WHAT TO PRODUCE: Please print out every entry below, verbatim.

Segment Start: PROVIDED ENTRIES

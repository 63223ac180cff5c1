//! Internal helpers for model validation and conversion.
//!
//! These utilities are **not** part of the public API. They centralize
//! validation and mapping logic so the engine enforces consistent invariants.

use chrono::{Datelike, NaiveDate};
use unicode_normalization::UnicodeNormalization;
use uuid::Uuid;

use crate::{Currency, EngineError, Money, ResultEngine};

/// Parse a UUID from storage and return a labeled error on failure.
pub(crate) fn parse_uuid(value: &str, label: &str) -> ResultEngine<Uuid> {
    Uuid::parse_str(value).map_err(|_| EngineError::InvalidId(format!("invalid {label} id")))
}

/// Parse a currency code stored in the DB into a strongly typed `Currency`.
pub(crate) fn model_currency(value: &str) -> ResultEngine<Currency> {
    Currency::try_from(value)
}

/// Trim and reject empty names.
pub(crate) fn normalize_required_name(value: &str, label: &str) -> ResultEngine<String> {
    let collapsed = value.split_whitespace().collect::<Vec<_>>().join(" ");
    if collapsed.is_empty() {
        return Err(EngineError::InvalidName(format!(
            "{label} name must not be empty"
        )));
    }
    Ok(collapsed)
}

pub(crate) fn normalize_optional_text(value: Option<&str>) -> Option<String> {
    value
        .map(str::trim)
        .filter(|s| !s.is_empty())
        .map(ToString::to_string)
}

/// Lookup key for a member name: NFKC, lowercase, single spaces.
///
/// Two members of the same mess cannot share a key, so "Rahim" and
/// " rahim " are the same person.
pub(crate) fn member_name_key(name: &str) -> String {
    let composed: String = name.nfkc().collect();
    composed
        .split_whitespace()
        .collect::<Vec<_>>()
        .join(" ")
        .to_lowercase()
}

/// Validate a `YYYY-MM` month code and return its first day.
pub(crate) fn parse_month_code(code: &str) -> ResultEngine<NaiveDate> {
    let code = code.trim();
    let invalid = || EngineError::InvalidDate(format!("invalid month code '{code}', expected YYYY-MM"));
    if code.len() != 7 {
        return Err(invalid());
    }
    NaiveDate::parse_from_str(&format!("{code}-01"), "%Y-%m-%d").map_err(|_| invalid())
}

/// Ensure `date` falls inside the month identified by `code`.
pub(crate) fn ensure_date_in_month(date: NaiveDate, code: &str) -> ResultEngine<()> {
    let first = parse_month_code(code)?;
    if date.year() != first.year() || date.month() != first.month() {
        return Err(EngineError::InvalidDate(format!(
            "{date} is outside month {code}"
        )));
    }
    Ok(())
}

/// Reject zero, negative and oversized amounts.
pub(crate) fn ensure_positive_amount(amount: Money, label: &str) -> ResultEngine<()> {
    if !amount.is_positive() {
        return Err(EngineError::InvalidAmount(format!(
            "{label} amount must be > 0"
        )));
    }
    if amount > Money::MAX_EXACT {
        return Err(EngineError::InvalidAmount(format!(
            "{label} amount must be <= {}",
            Money::MAX_EXACT
        )));
    }
    Ok(())
}

#[cfg(test)]
mod tests {
    use super::*;

    #[test]
    fn member_key_ignores_case_and_spacing() {
        assert_eq!(member_name_key("  Rahim   Uddin "), "rahim uddin");
        assert_eq!(member_name_key("ＲＡＨＩＭ"), "rahim");
    }

    #[test]
    fn month_code_must_be_year_and_month() {
        assert_eq!(
            parse_month_code("2025-07").unwrap(),
            NaiveDate::from_ymd_opt(2025, 7, 1).unwrap()
        );
        assert!(parse_month_code("2025-13").is_err());
        assert!(parse_month_code("2025-7").is_err());
        assert!(parse_month_code("July").is_err());
    }

    #[test]
    fn dates_outside_the_month_are_rejected() {
        let inside = NaiveDate::from_ymd_opt(2025, 7, 31).unwrap();
        let outside = NaiveDate::from_ymd_opt(2025, 8, 1).unwrap();
        assert!(ensure_date_in_month(inside, "2025-07").is_ok());
        assert!(ensure_date_in_month(outside, "2025-07").is_err());
    }

    #[test]
    fn names_are_trimmed_and_required() {
        assert_eq!(normalize_required_name("  Mess  Bari ", "mess").unwrap(), "Mess Bari");
        assert!(normalize_required_name("   ", "mess").is_err());
    }

    #[test]
    fn amounts_must_be_positive_and_bounded() {
        assert!(ensure_positive_amount(Money::new(1), "bazar").is_ok());
        assert!(ensure_positive_amount(Money::MAX_EXACT, "bazar").is_ok());
        assert!(ensure_positive_amount(Money::ZERO, "bazar").is_err());
        assert!(ensure_positive_amount(Money::new(Money::MAX_EXACT.minor() + 1), "bazar").is_err());
    }
}
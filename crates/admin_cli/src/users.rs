use sea_orm::entity::prelude::*;

#[derive(Clone, Debug, PartialEq, DeriveEntityModel, Eq)]
#[sea_orm(table_name = "users")]
pub struct Model {
    #[sea_orm(primary_key, auto_increment = false)]
    pub username: String,
    pub password: String,
}

#[derive(Copy, Clone, Debug, EnumIter, DeriveRelation)]
pub enum Relation {}

impl ActiveModelBehavior for ActiveModel {}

Segment End: PROVIDED ENTRIES

EXPECTED ANSWER:
repository 63223ac180cff5c1
//! Internal helpers for model validation and conversion.
//!
//! These utilities are **not** part of the public API. They centralize
//! validation and mapping logic so the engine enforces consistent invariants.

use chrono::{Datelike, NaiveDate};
use unicode_normalization::UnicodeNormalization;
use uuid::Uuid;

use crate::{Currency, EngineError, Money, ResultEngine};

/// Parse a UUID from storage and return a labeled error on failure.
pub(crate) fn parse_uuid(value: &str, label: &str) -> ResultEngine<Uuid> {
    Uuid::parse_str(value).map_err(|_| EngineError::InvalidId(format!("invalid {label} id")))
}

/// Parse a currency code stored in the DB into a strongly typed `Currency`.
pub(crate) fn model_currency(value: &str) -> ResultEngine<Currency> {
    Currency::try_from(value)
}

/// Trim and reject empty names.
pub(crate) fn normalize_required_name(value: &str, label: &str) -> ResultEngine<String> {
    let collapsed = value.split_whitespace().collect::<Vec<_>>().join(" ");
    if collapsed.is_empty() {
        return Err(EngineError::InvalidName(format!(
            "{label} name must not be empty"
        )));
    }
    Ok(collapsed)
}

pub(crate) fn normalize_optional_text(value: Option<&str>) -> Option<String> {
    value
        .map(str::trim)
        .filter(|s| !s.is_empty())
        .map(ToString::to_string)
}

/// Lookup key for a member name: NFKC, lowercase, single spaces.
///
/// Two members of the same mess cannot share a key, so "Rahim" and
/// " rahim " are the same person.
pub(crate) fn member_name_key(name: &str) -> String {
    let composed: String = name.nfkc().collect();
    composed
        .split_whitespace()
        .collect::<Vec<_>>()
        .join(" ")
        .to_lowercase()
}

/// Validate a `YYYY-MM` month code and return its first day.
pub(crate) fn parse_month_code(code: &str) -> ResultEngine<NaiveDate> {
    let code = code.trim();
    let invalid = || EngineError::InvalidDate(format!("invalid month code '{code}', expected YYYY-MM"));
    if code.len() != 7 {
        return Err(invalid());
    }
    NaiveDate::parse_from_str(&format!("{code}-01"), "%Y-%m-%d").map_err(|_| invalid())
}

/// Ensure `date` falls inside the month identified by `code`.
pub(crate) fn ensure_date_in_month(date: NaiveDate, code: &str) -> ResultEngine<()> {
    let first = parse_month_code(code)?;
    if date.year() != first.year() || date.month() != first.month() {
        return Err(EngineError::InvalidDate(format!(
            "{date} is outside month {code}"
        )));
    }
    Ok(())
}

/// Reject zero, negative and oversized amounts.
pub(crate) fn ensure_positive_amount(amount: Money, label: &str) -> ResultEngine<()> {
    if !amount.is_positive() {
        return Err(EngineError::InvalidAmount(format!(
            "{label} amount must be > 0"
        )));
    }
    if amount > Money::MAX_EXACT {
        return Err(EngineError::InvalidAmount(format!(
            "{label} amount must be <= {}",
            Money::MAX_EXACT
        )));
    }
    Ok(())
}

#[cfg(test)]
mod tests {
    use super::*;

    #[test]
    fn member_key_ignores_case_and_spacing() {
        assert_eq!(member_name_key("  Rahim   Uddin "), "rahim uddin");
        assert_eq!(member_name_key("ＲＡＨＩＭ"), "rahim");
    }

    #[test]
    fn month_code_must_be_year_and_month() {
        assert_eq!(
            parse_month_code("2025-07").unwrap(),
            NaiveDate::from_ymd_opt(2025, 7, 1).unwrap()
        );
        assert!(parse_month_code("2025-13").is_err());
        assert!(parse_month_code("2025-7").is_err());
        assert!(parse_month_code("July").is_err());
    }

    #[test]
    fn dates_outside_the_month_are_rejected() {
        let inside = NaiveDate::from_ymd_opt(2025, 7, 31).unwrap();
        let outside = NaiveDate::from_ymd_opt(2025, 8, 1).unwrap();
        assert!(ensure_date_in_month(inside, "2025-07").is_ok());
        assert!(ensure_date_in_month(outside, "2025-07").is_err());
    }

    #[test]
    fn names_are_trimmed_and_required() {
        assert_eq!(normalize_required_name("  Mess  Bari ", "mess").unwrap(), "Mess Bari");
        assert!(normalize_required_name("   ", "mess").is_err());
    }

    #[test]
    fn amounts_must_be_positive_and_bounded() {
        assert!(ensure_positive_amount(Money::new(1), "bazar").is_ok());
        assert!(ensure_positive_amount(Money::MAX_EXACT, "bazar").is_ok());
        assert!(ensure_positive_amount(Money::ZERO, "bazar").is_err());
        assert!(ensure_positive_amount(Money::new(Money::MAX_EXACT.minor() + 1), "bazar").is_err());
    }
}
filename crates/admin_cli/src/users.rs
use sea_orm::entity::prelude::*;

#[derive(Clone, Debug, PartialEq, DeriveEntityModel, Eq)]
#[sea_orm(table_name = "users")]
pub struct Model {
    #[sea_orm(primary_key, auto_increment = false)]
    pub username: String,
    pub password: String,
}

#[derive(Copy, Clone, Debug, EnumIter, DeriveRelation)]
pub enum Relation {}

impl ActiveModelBehavior for ActiveModel {}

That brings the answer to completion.